Exercise description:
Each line of the data that includes the string "sección" is to be copied out.

Records for the exercise:
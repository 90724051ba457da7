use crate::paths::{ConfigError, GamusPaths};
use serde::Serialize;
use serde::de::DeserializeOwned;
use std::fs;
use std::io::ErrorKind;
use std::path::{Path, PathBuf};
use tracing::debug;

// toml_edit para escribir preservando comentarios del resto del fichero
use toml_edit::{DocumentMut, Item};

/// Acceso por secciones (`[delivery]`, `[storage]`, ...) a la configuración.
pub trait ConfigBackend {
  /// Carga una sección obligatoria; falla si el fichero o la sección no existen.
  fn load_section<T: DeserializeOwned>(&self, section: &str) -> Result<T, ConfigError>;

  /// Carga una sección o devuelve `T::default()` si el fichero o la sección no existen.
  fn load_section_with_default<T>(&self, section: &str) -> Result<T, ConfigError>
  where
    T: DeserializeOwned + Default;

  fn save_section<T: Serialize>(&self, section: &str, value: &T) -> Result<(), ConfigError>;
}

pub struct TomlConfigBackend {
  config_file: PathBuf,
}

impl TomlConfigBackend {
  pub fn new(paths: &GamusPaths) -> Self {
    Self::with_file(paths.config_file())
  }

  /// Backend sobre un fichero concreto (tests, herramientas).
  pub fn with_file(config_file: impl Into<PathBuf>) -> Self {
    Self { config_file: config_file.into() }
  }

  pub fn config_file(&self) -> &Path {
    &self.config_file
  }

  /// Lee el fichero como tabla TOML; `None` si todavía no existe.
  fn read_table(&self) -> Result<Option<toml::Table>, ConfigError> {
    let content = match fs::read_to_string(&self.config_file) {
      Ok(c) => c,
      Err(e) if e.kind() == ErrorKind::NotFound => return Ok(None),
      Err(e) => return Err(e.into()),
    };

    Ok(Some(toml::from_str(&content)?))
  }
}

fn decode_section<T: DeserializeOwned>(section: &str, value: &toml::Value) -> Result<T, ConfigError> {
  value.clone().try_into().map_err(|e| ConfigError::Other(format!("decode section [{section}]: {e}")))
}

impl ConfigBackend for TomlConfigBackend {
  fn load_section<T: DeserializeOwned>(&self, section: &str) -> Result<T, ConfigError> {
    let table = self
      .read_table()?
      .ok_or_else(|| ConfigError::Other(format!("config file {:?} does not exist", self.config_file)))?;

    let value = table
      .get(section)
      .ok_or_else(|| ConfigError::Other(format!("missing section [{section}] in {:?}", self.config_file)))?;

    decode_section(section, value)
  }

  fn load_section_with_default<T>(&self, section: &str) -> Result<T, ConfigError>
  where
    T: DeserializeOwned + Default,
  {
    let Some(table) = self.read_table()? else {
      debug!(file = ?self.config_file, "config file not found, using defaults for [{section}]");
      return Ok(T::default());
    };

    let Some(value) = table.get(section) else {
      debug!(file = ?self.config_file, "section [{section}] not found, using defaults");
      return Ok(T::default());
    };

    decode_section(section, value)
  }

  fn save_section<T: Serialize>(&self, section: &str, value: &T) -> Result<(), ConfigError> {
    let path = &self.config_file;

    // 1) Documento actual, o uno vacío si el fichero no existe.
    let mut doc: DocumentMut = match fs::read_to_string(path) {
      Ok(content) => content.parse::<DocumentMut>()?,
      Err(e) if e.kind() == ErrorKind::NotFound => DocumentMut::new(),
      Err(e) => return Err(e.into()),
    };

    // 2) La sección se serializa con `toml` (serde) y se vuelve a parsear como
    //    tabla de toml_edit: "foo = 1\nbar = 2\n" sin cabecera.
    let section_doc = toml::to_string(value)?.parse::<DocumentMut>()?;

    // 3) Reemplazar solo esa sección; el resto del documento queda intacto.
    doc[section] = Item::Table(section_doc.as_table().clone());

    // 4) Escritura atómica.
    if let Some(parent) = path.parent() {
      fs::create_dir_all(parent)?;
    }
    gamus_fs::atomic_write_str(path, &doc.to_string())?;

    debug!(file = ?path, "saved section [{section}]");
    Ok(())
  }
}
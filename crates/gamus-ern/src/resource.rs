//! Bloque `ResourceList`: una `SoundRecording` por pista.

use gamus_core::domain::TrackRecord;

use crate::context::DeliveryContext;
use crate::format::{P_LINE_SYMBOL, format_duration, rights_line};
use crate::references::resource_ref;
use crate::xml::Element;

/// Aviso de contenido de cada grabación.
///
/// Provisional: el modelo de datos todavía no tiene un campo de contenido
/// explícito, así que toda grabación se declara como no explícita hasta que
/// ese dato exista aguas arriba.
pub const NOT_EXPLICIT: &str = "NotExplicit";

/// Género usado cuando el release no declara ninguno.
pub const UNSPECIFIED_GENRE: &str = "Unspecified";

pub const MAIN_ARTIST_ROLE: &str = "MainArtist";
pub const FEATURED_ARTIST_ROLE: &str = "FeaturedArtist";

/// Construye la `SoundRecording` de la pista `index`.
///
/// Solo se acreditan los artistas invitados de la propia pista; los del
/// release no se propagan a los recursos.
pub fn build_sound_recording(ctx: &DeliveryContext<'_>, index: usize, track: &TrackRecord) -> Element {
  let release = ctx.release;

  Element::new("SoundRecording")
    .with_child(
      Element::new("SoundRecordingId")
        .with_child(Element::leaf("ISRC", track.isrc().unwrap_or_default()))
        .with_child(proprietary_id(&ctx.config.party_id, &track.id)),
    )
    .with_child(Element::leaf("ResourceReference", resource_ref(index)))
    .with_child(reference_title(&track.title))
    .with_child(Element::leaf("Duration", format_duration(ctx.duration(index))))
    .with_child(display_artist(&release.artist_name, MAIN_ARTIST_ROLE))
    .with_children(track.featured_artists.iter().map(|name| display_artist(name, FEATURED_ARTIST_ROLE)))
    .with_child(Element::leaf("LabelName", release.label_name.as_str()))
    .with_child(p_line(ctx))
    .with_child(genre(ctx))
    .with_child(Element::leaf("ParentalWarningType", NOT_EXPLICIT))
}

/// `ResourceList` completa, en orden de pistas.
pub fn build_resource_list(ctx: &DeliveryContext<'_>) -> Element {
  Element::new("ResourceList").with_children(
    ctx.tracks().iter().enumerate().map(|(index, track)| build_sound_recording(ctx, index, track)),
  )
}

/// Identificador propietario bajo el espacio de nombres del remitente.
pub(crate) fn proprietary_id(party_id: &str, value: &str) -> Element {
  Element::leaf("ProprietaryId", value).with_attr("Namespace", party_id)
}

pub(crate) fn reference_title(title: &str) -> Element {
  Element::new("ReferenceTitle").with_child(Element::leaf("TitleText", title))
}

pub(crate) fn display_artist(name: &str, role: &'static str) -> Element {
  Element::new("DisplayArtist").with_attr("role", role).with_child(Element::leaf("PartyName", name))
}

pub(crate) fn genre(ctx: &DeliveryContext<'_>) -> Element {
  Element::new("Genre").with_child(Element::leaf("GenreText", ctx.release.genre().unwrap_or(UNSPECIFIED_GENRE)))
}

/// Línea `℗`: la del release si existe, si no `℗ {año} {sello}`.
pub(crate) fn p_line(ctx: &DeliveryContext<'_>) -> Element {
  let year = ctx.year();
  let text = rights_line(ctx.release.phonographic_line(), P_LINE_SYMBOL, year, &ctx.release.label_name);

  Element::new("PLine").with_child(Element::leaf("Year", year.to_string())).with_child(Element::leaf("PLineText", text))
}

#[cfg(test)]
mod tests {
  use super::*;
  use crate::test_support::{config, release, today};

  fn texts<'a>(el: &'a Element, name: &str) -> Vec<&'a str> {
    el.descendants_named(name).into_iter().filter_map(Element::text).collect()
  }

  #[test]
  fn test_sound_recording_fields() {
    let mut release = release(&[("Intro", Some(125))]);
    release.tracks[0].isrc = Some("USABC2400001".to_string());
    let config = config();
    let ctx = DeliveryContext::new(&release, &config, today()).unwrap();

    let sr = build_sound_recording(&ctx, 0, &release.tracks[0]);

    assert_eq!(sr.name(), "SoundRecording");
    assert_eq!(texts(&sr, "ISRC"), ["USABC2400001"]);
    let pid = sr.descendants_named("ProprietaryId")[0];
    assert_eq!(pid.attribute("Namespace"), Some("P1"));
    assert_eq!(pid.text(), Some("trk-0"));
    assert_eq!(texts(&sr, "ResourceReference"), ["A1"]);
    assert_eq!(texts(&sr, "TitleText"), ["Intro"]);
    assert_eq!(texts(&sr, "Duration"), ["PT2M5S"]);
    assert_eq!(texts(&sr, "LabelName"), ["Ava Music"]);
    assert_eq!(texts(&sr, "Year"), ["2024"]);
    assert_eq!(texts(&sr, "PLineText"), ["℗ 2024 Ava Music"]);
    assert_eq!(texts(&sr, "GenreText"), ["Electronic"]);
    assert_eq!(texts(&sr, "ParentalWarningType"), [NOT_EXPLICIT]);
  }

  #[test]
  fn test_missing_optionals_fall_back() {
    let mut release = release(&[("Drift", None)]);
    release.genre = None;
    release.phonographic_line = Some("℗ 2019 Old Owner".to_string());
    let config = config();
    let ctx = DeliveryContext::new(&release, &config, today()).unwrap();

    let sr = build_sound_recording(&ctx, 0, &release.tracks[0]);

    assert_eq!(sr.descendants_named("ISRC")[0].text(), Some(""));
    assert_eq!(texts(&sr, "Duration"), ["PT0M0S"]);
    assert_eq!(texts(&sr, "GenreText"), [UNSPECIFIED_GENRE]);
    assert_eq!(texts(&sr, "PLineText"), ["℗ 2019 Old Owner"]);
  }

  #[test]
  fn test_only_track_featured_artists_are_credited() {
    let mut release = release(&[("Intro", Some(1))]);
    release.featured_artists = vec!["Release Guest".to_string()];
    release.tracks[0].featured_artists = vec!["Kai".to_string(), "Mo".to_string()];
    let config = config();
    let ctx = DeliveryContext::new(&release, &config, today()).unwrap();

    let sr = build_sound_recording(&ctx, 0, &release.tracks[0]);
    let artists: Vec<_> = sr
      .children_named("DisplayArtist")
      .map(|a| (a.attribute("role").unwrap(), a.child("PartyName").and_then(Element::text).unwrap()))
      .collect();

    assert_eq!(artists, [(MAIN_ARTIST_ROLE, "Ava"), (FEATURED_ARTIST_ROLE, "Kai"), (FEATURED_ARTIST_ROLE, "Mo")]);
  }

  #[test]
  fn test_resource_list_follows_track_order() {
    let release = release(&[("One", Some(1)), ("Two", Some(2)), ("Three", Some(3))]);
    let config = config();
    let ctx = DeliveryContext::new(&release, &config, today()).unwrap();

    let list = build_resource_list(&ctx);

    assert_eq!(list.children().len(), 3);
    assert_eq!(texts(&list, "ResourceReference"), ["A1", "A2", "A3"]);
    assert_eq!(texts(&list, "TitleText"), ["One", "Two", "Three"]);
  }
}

Response box:
  /// Carga una sección obligatoria; falla si el fichero o la sección no existen.
  /// Carga una sección o devuelve `T::default()` si el fichero o la sección no existen.
    // 2) La sección se serializa con `toml` (serde) y se vuelve a parsear como
    // 3) Reemplazar solo esa sección; el resto del documento queda intacto.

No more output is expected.